Ela ergueu a Lâmina, e um feixe de luz branca e pura disparou da lâmina, atingindo Morwen em cheio. Ele gritou de dor e fúria, seu corpo se contorcendo sob o ataque. A luz da Lâmina o repeliu, forçando-o a recuar, seus servos se dispersando na escuridão.
“Isso não acabou, princesa!”, Morwen sibilou, seu corpo se dissolvendo em sombras. “Eu voltarei!”
A escuridão recuou, e o antigo guerreiro, exausto, mas vitorioso, baixou sua espada. Ele se voltou para Elara, seu olhar sério.
“Você provou ser digna, portadora da Lâmina,” ele disse, sua voz embargada pela idade. “Mas a batalha está longe de terminar. Morwen é um inimigo astuto e persistente. Ele voltará, e você precisará estar preparada.”
Ele então se ajoelhou diante de Elara, curvando a cabeça. “Eu sou Sir Kaelan, um dos últimos guardiões de Eldoria. Eu respondi ao seu chamado, e servirei a você e à Lâmina com toda a minha força.”
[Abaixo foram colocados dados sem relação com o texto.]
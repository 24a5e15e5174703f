// src/db/service_order_repo.rs

use async_trait::async_trait;
use chrono::{DateTime, Utc};
use rust_decimal::Decimal;
use sqlx::{types::Json, FromRow, PgPool};

use crate::{
    common::error::AppError,
    db::storage::ServiceOrderStorage,
    models::{
        budget::EquipmentType,
        service_order::{
            EntryCondition, NewServiceOrder, OrderProductLine, PaymentStatus, ServiceItem,
            ServiceOrder, ServiceOrderStatus,
        },
    },
};

// As linhas embutidas (serviços, produtos, condição de entrada) vivem em colunas JSONB.
#[derive(Debug, FromRow)]
struct ServiceOrderRow {
    id: String,
    status: ServiceOrderStatus,
    created_at: DateTime<Utc>,
    technician: String,
    customer_name: String,
    whatsapp: String,
    email: String,
    cpf: String,
    equipment_type: EquipmentType,
    brand: String,
    model: String,
    serial_number: Option<String>,
    entry_condition: Json<EntryCondition>,
    reported_problem: String,
    diagnosis: Option<String>,
    services: Json<Vec<ServiceItem>>,
    products: Json<Vec<OrderProductLine>>,
    discount: Decimal,
    total_value: Decimal,
    payment_status: PaymentStatus,
    budget_id: Option<String>,
}

impl From<ServiceOrderRow> for ServiceOrder {
    fn from(row: ServiceOrderRow) -> Self {
        Self {
            id: row.id,
            status: row.status,
            created_at: row.created_at,
            technician: row.technician,
            customer_name: row.customer_name,
            whatsapp: row.whatsapp,
            email: row.email,
            cpf: row.cpf,
            equipment_type: row.equipment_type,
            brand: row.brand,
            model: row.model,
            serial_number: row.serial_number,
            entry_condition: row.entry_condition.0,
            reported_problem: row.reported_problem,
            diagnosis: row.diagnosis,
            services: row.services.0,
            products: row.products.0,
            discount: row.discount,
            total_value: row.total_value,
            payment_status: row.payment_status,
            budget_id: row.budget_id,
        }
    }
}

#[derive(Clone)]
pub struct ServiceOrderRepository {
    pool: PgPool,
}

impl ServiceOrderRepository {
    pub fn new(pool: PgPool) -> Self {
        Self { pool }
    }
}

#[async_trait]
impl ServiceOrderStorage for ServiceOrderRepository {
    async fn list_orders(&self) -> Result<Vec<ServiceOrder>, AppError> {
        let rows = sqlx::query_as::<_, ServiceOrderRow>(
            "SELECT * FROM service_orders ORDER BY created_at DESC",
        )
            .fetch_all(&self.pool)
            .await?;

        Ok(rows.into_iter().map(Into::into).collect())
    }

    async fn get_order(&self, id: &str) -> Result<Option<ServiceOrder>, AppError> {
        let row = sqlx::query_as::<_, ServiceOrderRow>("SELECT * FROM service_orders WHERE id = $1")
            .bind(id)
            .fetch_optional(&self.pool)
            .await?;

        Ok(row.map(Into::into))
    }

    async fn create_order(&self, new: NewServiceOrder) -> Result<ServiceOrder, AppError> {
        // Monta o modelo para calcular o total com a mesma regra do modo local;
        // o id provisório é descartado, quem gera é o banco.
        let draft = ServiceOrder::from_new(String::new(), Utc::now(), new)?;

        let row = sqlx::query_as::<_, ServiceOrderRow>(
            r#"
            INSERT INTO service_orders (
                status, technician, customer_name, whatsapp, email, cpf,
                equipment_type, brand, model, serial_number, entry_condition,
                reported_problem, diagnosis, services, products,
                discount, total_value, payment_status, budget_id
            )
            VALUES ($1, $2, $3, $4, $5, $6, $7, $8, $9, $10, $11, $12, $13, $14, $15, $16, $17, $18, $19)
            RETURNING *
            "#,
        )
            .bind(draft.status)
            .bind(&draft.technician)
            .bind(&draft.customer_name)
            .bind(&draft.whatsapp)
            .bind(&draft.email)
            .bind(&draft.cpf)
            .bind(draft.equipment_type)
            .bind(&draft.brand)
            .bind(&draft.model)
            .bind(&draft.serial_number)
            .bind(Json(&draft.entry_condition))
            .bind(&draft.reported_problem)
            .bind(&draft.diagnosis)
            .bind(Json(&draft.services))
            .bind(Json(&draft.products))
            .bind(draft.discount)
            .bind(draft.total_value)
            .bind(draft.payment_status)
            .bind(&draft.budget_id)
            .fetch_one(&self.pool)
            .await?;

        Ok(row.into())
    }

    async fn save_order(&self, order: &ServiceOrder) -> Result<ServiceOrder, AppError> {
        let row = sqlx::query_as::<_, ServiceOrderRow>(
            r#"
            INSERT INTO service_orders (
                id, status, created_at, technician, customer_name, whatsapp, email, cpf,
                equipment_type, brand, model, serial_number, entry_condition,
                reported_problem, diagnosis, services, products,
                discount, total_value, payment_status, budget_id
            )
            VALUES ($1, $2, $3, $4, $5, $6, $7, $8, $9, $10, $11, $12, $13, $14, $15, $16, $17, $18, $19, $20, $21)
            ON CONFLICT (id) DO UPDATE SET
                status = EXCLUDED.status,
                technician = EXCLUDED.technician,
                customer_name = EXCLUDED.customer_name,
                whatsapp = EXCLUDED.whatsapp,
                email = EXCLUDED.email,
                cpf = EXCLUDED.cpf,
                equipment_type = EXCLUDED.equipment_type,
                brand = EXCLUDED.brand,
                model = EXCLUDED.model,
                serial_number = EXCLUDED.serial_number,
                entry_condition = EXCLUDED.entry_condition,
                reported_problem = EXCLUDED.reported_problem,
                diagnosis = EXCLUDED.diagnosis,
                services = EXCLUDED.services,
                products = EXCLUDED.products,
                discount = EXCLUDED.discount,
                total_value = EXCLUDED.total_value,
                payment_status = EXCLUDED.payment_status,
                budget_id = EXCLUDED.budget_id
            RETURNING *
            "#,
        )
            .bind(&order.id)
            .bind(order.status)
            .bind(order.created_at)
            .bind(&order.technician)
            .bind(&order.customer_name)
            .bind(&order.whatsapp)
            .bind(&order.email)
            .bind(&order.cpf)
            .bind(order.equipment_type)
            .bind(&order.brand)
            .bind(&order.model)
            .bind(&order.serial_number)
            .bind(Json(&order.entry_condition))
            .bind(&order.reported_problem)
            .bind(&order.diagnosis)
            .bind(Json(&order.services))
            .bind(Json(&order.products))
            .bind(order.discount)
            .bind(order.total_value)
            .bind(order.payment_status)
            .bind(&order.budget_id)
            .fetch_one(&self.pool)
            .await?;

        Ok(row.into())
    }
}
Elara olhou para o antigo guerreiro, sentindo uma onda de gratidão. Ela não estava mais sozinha. Havia outros que lutavam pela luz, que acreditavam em um futuro para Eldoria. Ela se voltou para Kaelen, que a observava com orgulho e alívio.
“Precisamos ir para as ruínas,” Elara disse, sua voz firme. “Precisamos encontrar uma maneira de deter Morwen e a maldição de uma vez por todas.”
O antigo guerreiro, Sir Kaelan, assentiu. “As ruínas guardam segredos antigos, princesa. Segredos que podem ser a chave para a nossa vitória. Mas o caminho até lá é perigoso, e o tempo está se esgotando.”
Enquanto eles se preparavam para continuar, Elara sentiu a Lâmina em sua mão pulsar, como se estivesse ciente da urgência. A sombra da ruína pairava sobre eles, mas agora, com a Lâmina em sua posse e novos aliados ao seu lado, a esperança de um futuro para Eldoria parecia um pouco mais real. A batalha havia apenas começado, mas Elara estava pronta para enfrentá-la.